→ WHAT THE EXERCISE ASKS:
Print each line from the start of the records below up through the line where "pub mod input;" is found, exactly as given.

→ SUPPLIED MATERIAL:
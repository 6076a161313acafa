//! Core types and definitions for the SKYFIRE flight-combat simulation.
//!
//! This crate defines the vocabulary shared across all other crates:
//! components, input, state snapshots, events, tuning constants and config.
//! It has no dependency on any runtime framework.

pub mod components;
pub mod config;
pub mod constants;
pub mod enums;
pub mod events;
pub mod input;
pub mod state;
pub mod types;

#[cfg(test)]
mod tests;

→ SOLUTION TO THIS EXERCISE:
repository 6076a161313acafa
//! Core types and definitions for the SKYFIRE flight-combat simulation.
//!
//! This crate defines the vocabulary shared across all other crates:
//! components, input, state snapshots, events, tuning constants and config.
//! It has no dependency on any runtime framework.

pub mod components;
pub mod config;
pub mod constants;
pub mod enums;
pub mod events;
pub mod input;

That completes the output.